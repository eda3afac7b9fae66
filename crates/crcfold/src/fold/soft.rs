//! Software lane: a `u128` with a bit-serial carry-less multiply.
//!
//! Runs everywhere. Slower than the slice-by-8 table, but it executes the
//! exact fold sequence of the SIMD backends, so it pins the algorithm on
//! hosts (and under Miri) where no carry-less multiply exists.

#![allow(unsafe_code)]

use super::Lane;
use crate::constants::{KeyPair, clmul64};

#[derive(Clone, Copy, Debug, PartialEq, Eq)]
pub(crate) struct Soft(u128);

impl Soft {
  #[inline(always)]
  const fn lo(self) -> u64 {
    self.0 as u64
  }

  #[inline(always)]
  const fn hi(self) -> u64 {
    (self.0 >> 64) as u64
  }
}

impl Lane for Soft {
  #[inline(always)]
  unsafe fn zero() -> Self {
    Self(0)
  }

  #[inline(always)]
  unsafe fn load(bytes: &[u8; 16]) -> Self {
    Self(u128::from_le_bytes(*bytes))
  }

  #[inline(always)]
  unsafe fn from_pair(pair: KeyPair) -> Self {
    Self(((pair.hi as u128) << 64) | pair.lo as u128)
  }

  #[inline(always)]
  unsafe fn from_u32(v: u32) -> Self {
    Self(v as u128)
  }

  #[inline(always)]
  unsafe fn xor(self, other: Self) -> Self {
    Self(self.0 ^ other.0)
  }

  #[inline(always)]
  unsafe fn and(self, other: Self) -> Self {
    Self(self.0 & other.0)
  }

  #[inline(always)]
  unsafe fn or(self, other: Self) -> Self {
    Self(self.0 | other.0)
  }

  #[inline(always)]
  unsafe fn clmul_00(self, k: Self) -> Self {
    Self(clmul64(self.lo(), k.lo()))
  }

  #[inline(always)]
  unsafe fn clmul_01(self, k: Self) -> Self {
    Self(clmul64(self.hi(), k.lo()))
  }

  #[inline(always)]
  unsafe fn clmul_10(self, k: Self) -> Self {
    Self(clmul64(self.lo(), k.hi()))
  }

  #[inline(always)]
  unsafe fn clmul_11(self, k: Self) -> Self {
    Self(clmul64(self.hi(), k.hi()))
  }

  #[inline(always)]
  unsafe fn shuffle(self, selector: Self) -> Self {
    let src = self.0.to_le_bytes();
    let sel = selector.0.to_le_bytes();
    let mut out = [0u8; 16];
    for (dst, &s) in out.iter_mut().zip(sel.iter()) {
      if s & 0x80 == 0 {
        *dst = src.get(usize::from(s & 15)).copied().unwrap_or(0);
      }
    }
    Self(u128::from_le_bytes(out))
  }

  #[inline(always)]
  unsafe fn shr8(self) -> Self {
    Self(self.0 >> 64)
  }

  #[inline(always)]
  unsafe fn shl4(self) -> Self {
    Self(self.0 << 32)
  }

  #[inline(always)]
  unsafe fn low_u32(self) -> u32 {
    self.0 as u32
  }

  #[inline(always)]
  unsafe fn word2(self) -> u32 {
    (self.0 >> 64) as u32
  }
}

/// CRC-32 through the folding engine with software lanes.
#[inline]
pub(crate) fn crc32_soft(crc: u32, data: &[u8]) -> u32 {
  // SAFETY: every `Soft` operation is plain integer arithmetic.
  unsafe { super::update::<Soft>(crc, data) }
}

#### Exercise details
Write each line of the data above out again without altering a word.

#### Written answer
repository eda3afac7b9fae66
filename crates/crcfold/src/fold/soft.rs
//! Software lane: a `u128` with a bit-serial carry-less multiply.
//!
//! Runs everywhere. Slower than the slice-by-8 table, but it executes the
//! exact fold sequence of the SIMD backends, so it pins the algorithm on
//! hosts (and under Miri) where no carry-less multiply exists.

#![allow(unsafe_code)]

use super::Lane;
use crate::constants::{KeyPair, clmul64};

#[derive(Clone, Copy, Debug, PartialEq, Eq)]
pub(crate) struct Soft(u128);

impl Soft {
  #[inline(always)]
  const fn lo(self) -> u64 {
    self.0 as u64
  }

  #[inline(always)]
  const fn hi(self) -> u64 {
    (self.0 >> 64) as u64
  }
}

impl Lane for Soft {
  #[inline(always)]
  unsafe fn zero() -> Self {
    Self(0)
  }

  #[inline(always)]
  unsafe fn load(bytes: &[u8; 16]) -> Self {
    Self(u128::from_le_bytes(*bytes))
  }

  #[inline(always)]
  unsafe fn from_pair(pair: KeyPair) -> Self {
    Self(((pair.hi as u128) << 64) | pair.lo as u128)
  }

  #[inline(always)]
  unsafe fn from_u32(v: u32) -> Self {
    Self(v as u128)
  }

  #[inline(always)]
  unsafe fn xor(self, other: Self) -> Self {
    Self(self.0 ^ other.0)
  }

  #[inline(always)]
  unsafe fn and(self, other: Self) -> Self {
    Self(self.0 & other.0)
  }

  #[inline(always)]
  unsafe fn or(self, other: Self) -> Self {
    Self(self.0 | other.0)
  }

  #[inline(always)]
  unsafe fn clmul_00(self, k: Self) -> Self {
    Self(clmul64(self.lo(), k.lo()))
  }

  #[inline(always)]
  unsafe fn clmul_01(self, k: Self) -> Self {
    Self(clmul64(self.hi(), k.lo()))
  }

  #[inline(always)]
  unsafe fn clmul_10(self, k: Self) -> Self {
    Self(clmul64(self.lo(), k.hi()))
  }

  #[inline(always)]
  unsafe fn clmul_11(self, k: Self) -> Self {
    Self(clmul64(self.hi(), k.hi()))
  }

  #[inline(always)]
  unsafe fn shuffle(self, selector: Self) -> Self {
    let src = self.0.to_le_bytes();
    let sel = selector.0.to_le_bytes();
    let mut out = [0u8; 16];
    for (dst, &s) in out.iter_mut().zip(sel.iter()) {
      if s & 0x80 == 0 {
        *dst = src.get(usize::from(s & 15)).copied().unwrap_or(0);
      }
    }
    Self(u128::from_le_bytes(out))
  }

  #[inline(always)]
  unsafe fn shr8(self) -> Self {
    Self(self.0 >> 64)
  }

  #[inline(always)]
  unsafe fn shl4(self) -> Self {
    Self(self.0 << 32)
  }

  #[inline(always)]
  unsafe fn low_u32(self) -> u32 {
    self.0 as u32
  }

  #[inline(always)]
  unsafe fn word2(self) -> u32 {
    (self.0 >> 64) as u32
  }
}

/// CRC-32 through the folding engine with software lanes.
#[inline]
pub(crate) fn crc32_soft(crc: u32, data: &[u8]) -> u32 {
  // SAFETY: every `Soft` operation is plain integer arithmetic.
  unsafe { super::update::<Soft>(crc, data) }
}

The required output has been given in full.